When taken in this context, there are many reasons why shaming doesn’t work to change behavior. As we discussed, pointing out sinful behavior is not shaming but making them aware of the gravity of their sin. Then it is up to them if they want to repent or not. Specifically, shaming tends to put pressure and ultimately coerce someone into “doing the right thing” which is not actually doing the right thing.

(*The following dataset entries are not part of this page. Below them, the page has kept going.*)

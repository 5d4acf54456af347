//! Error taxonomy for LexGuard

use serde::{Deserialize, Serialize};
use thiserror::Error;

/// LexGuard error type
///
/// Every cryptographic or key-resolution failure has its own variant so that
/// callers and the audit log can tell "no such key" apart from "wrong tenant"
/// apart from "tampered data". The message text is for humans only.
#[derive(Error, Debug, Clone, PartialEq, Eq)]
pub enum SecurityError {
    /// No active key exists for the tenant
    #[error("no active encryption key for tenant {tenant_id}")]
    EncryptionKeyNotFound { tenant_id: String },

    /// The key referenced by a blob cannot be resolved for the tenant
    #[error("decryption key {key_id} not available for tenant {tenant_id}")]
    DecryptionKeyNotFound { tenant_id: String, key_id: String },

    /// Raw vault lookup failure
    #[error("key {key_id} not found for tenant {tenant_id}")]
    KeyNotFound { tenant_id: String, key_id: String },

    /// Data produced for one tenant was presented under another
    #[error("tenant isolation violation: tenant {requested} cannot access data of another tenant")]
    TenantIsolationViolation { requested: String },

    /// Authentication tag did not verify
    #[error("integrity violation: {0}")]
    IntegrityViolation(String),

    /// Empty or malformed payload
    #[error("invalid input: {0}")]
    InvalidInput(String),

    /// Structurally empty tenant/organization/user id
    #[error("invalid tenant context: {0}")]
    InvalidContext(String),

    /// Threat id unknown for the tenant
    #[error("security threat not found: {0}")]
    ThreatNotFound(String),

    /// Threat status change not allowed
    #[error("invalid threat transition: {from} -> {to}")]
    InvalidThreatTransition { from: String, to: String },

    /// Persistence failure
    #[error("storage error: {message}")]
    Storage { message: String, transient: bool },

    /// Caller stream failure during file encryption
    #[error("I/O error: {0}")]
    Io(String),

    /// Configuration error
    #[error("config error: {0}")]
    Config(String),
}

impl SecurityError {
    /// Audit error code for this failure
    pub fn code(&self) -> ErrorCode {
        match self {
            Self::EncryptionKeyNotFound { .. } => ErrorCode::EncryptionKeyNotFound,
            Self::DecryptionKeyNotFound { .. } | Self::KeyNotFound { .. } => {
                ErrorCode::DecryptionKeyNotFound
            }
            Self::TenantIsolationViolation { .. } => ErrorCode::TenantIsolationViolation,
            Self::IntegrityViolation(_) => ErrorCode::IntegrityViolation,
            Self::InvalidInput(_) => ErrorCode::InvalidInput,
            Self::InvalidContext(_) => ErrorCode::InvalidContext,
            Self::ThreatNotFound(_) | Self::InvalidThreatTransition { .. } => ErrorCode::InvalidInput,
            Self::Storage { .. } | Self::Io(_) => ErrorCode::StorageUnavailable,
            Self::Config(_) => ErrorCode::InvalidInput,
        }
    }

    /// Only transient persistence failures may be retried.
    pub fn is_retryable(&self) -> bool {
        matches!(self, Self::Storage { transient: true, .. })
    }

    /// True for failures that indicate an attack or corruption rather than a
    /// missing resource.
    pub fn is_security_violation(&self) -> bool {
        matches!(
            self,
            Self::TenantIsolationViolation { .. } | Self::IntegrityViolation(_)
        )
    }
}

/// Result type for LexGuard
pub type SecurityResult<T> = Result<T, SecurityError>;

/// Error codes recorded on audit events
#[derive(Debug, Clone, Copy, PartialEq, Eq, Hash, Serialize, Deserialize)]
#[serde(rename_all = "SCREAMING_SNAKE_CASE")]
pub enum ErrorCode {
    InsufficientPermissions,
    RoleResourceForbidden,
    EncryptionKeyNotFound,
    DecryptionKeyNotFound,
    TenantIsolationViolation,
    IntegrityViolation,
    InvalidInput,
    InvalidContext,
    InvalidCredentials,
    StorageUnavailable,
}

impl ErrorCode {
    /// Stable wire name
    pub fn as_str(&self) -> &'static str {
        match self {
            Self::InsufficientPermissions => "INSUFFICIENT_PERMISSIONS",
            Self::RoleResourceForbidden => "ROLE_RESOURCE_FORBIDDEN",
            Self::EncryptionKeyNotFound => "ENCRYPTION_KEY_NOT_FOUND",
            Self::DecryptionKeyNotFound => "DECRYPTION_KEY_NOT_FOUND",
            Self::TenantIsolationViolation => "TENANT_ISOLATION_VIOLATION",
            Self::IntegrityViolation => "INTEGRITY_VIOLATION",
            Self::InvalidInput => "INVALID_INPUT",
            Self::InvalidContext => "INVALID_CONTEXT",
            Self::InvalidCredentials => "INVALID_CREDENTIALS",
            Self::StorageUnavailable => "STORAGE_UNAVAILABLE",
        }
    }

    /// Codes that count as security events in metrics and reports
    pub fn is_security_relevant(&self) -> bool {
        matches!(
            self,
            Self::InsufficientPermissions
                | Self::RoleResourceForbidden
                | Self::DecryptionKeyNotFound
                | Self::TenantIsolationViolation
                | Self::IntegrityViolation
                | Self::InvalidCredentials
        )
    }

    /// Codes counted by the unauthorized-access heuristic
    pub fn is_permission_denial(&self) -> bool {
        matches!(self, Self::InsufficientPermissions | Self::RoleResourceForbidden)
    }
}

impl From<std::io::Error> for SecurityError {
    fn from(e: std::io::Error) -> Self {
        Self::Io(e.to_string())
    }
}

impl std::fmt::Display for ErrorCode {
    fn fmt(&self, f: &mut std::fmt::Formatter<'_>) -> std::fmt::Result {
        f.write_str(self.as_str())
    }
}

For example, if you make a child say sorry for doing something wrong do they actual mean it if their attitude, body language, and facial expressions says otherwise? No. They don’t think they have done anything wrong, and they are simply going through the motions. Likewise, shaming someone into repentance doesn’t work; it has to be a free will choice of their own to the admission that they were guilty of doing wrong and want to turn in the opposite direction.This is why when I confront sin I simply try to point out where the behavior does not match the Scriptures and the potential consequences from it. I do not try to get them to change; they must make that decision on their own. I may inform them of the consequences if there is gravity of the sin that may need to be taken to the Church, but I don’t otherwise attempt to guilt trip them into behaving better because that doesn’t turn a sinners heart. It’s the kindness of God that turns people to repentance, and if there’s anything I can do to help them understand the love and kindness of God in that moment I will do it.This is different because we are bringing sinful behavior to Christians or at least those who claim to be Christians and following Christ because they should have the Holy Spirit in them to convict them of behavior and bring them to repentance again when confronted. I take a different approach when evangelizing which I covered SCOTUS and the love of Jesus Christ Part 1 and Part 2.